LA TELARAÑA: La pasión por las cadenas

sábado, marzo 19

La pasión por las cadenas

La respuesta al debate de los sábados en El Mundo: ¿Cree que Cort debe gastarse un millón de euros en un sistema de ‘bici pública’ para Palma?


No. Sobre las dos ruedas fuimos, sobre todo, niños y, acaso, también adolescentes, pero no durante mucho tiempo, porque ahí mismo, enseguida, ya empezamos a tener demasiada prisa y, además, la compañía quería estar cómoda y lucir seductora e ir rápida y ver mundo y que la brisa le sonrosase el ánimo y que el efímero poder de la velocidad la convirtiera en algo de paso, en una experiencia, un cataclismo, un viaje a través de la noche y las autopistas con el pulgar siempre alzado, porque había que subirse y bajarse en marcha y no había tiempo para la pausa o el descanso, para el senderismo de los sentidos y sí, eso creíamos, para el vértigo, las fugas inverosímiles y los placeres hasta el síncope, a toda pastilla y sin frenos, hasta que el asfalto cediera o estallara el cuerpo y el coche y el mundo entero con nosotros. O sin nosotros. Qué largas nos parecen, ahora, aquellas autopistas donde nos perdimos sin acabar de encontrarnos y en donde seguimos, a veces, buscando aún esa antigua ráfaga de luz o viento que ya no existe.
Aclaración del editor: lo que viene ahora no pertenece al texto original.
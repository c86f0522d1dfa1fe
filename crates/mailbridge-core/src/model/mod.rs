//! Records returned by the bridge operations.
//!
//! Every record is an immutable value built fresh from one script result.
//! Nothing is cached between calls.

mod account;
mod diagnostics;
mod mailbox;
mod message;

pub use account::{Account, AccountOrdinal};
pub use diagnostics::{Diagnostics, MailAccess};
pub use mailbox::Mailbox;
pub use message::{Attachment, MessageDetail, MessageHeader, PaginatedMessages};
Quizá porque la imaginamos bajo el efecto de alguna fiebre pasajera. Quizá porque sólo fue un sueño necesario. Tal vez porque no existió nunca.
Sobre los recuerdos, sin embargo, sólo cabe ir paso a paso y respetando las señales y los síntomas, acechando su estela intermitente, su paso de cebra descolorido, su rutina y su lento revelado. Ya no podemos regresar a la oscuridad de ese negativo donde nos dejamos la piel y las ilusiones, el pedaleo a contracorriente, el pulso tullido de una forma de vida que nos dejó exhaustos, sí, pero no imbéciles, amortajados o paralíticos. No, al menos, del todo.
Por eso no entiendo el regreso al pasado que Aina Calvo lleva proyectando, como única actividad reseñable, para una ciudad que siempre tuvo más pasado que futuro, más murallas que extramuros, más patios feudales donde encerrarse que arrabales donde expandirse, más hollín que hojarasca. Más tiempo detenido que vértigo, exuberancia, transgresión o, simplemente, cultura. Dejarse un millón de euros entre bicicletas y carriles de cartón piedra no es sólo prolongar la imagen fantasmal de una ciudad sitiada por la sombras y la desidia, la soledad y el silencio. Es también, y sobre todo, ponerle más cadenas a ese vigía nocturno que, como el viejo Diógenes, recorre ahora, escéptico, las calles de Palma en busca de vida, sin encontrarla.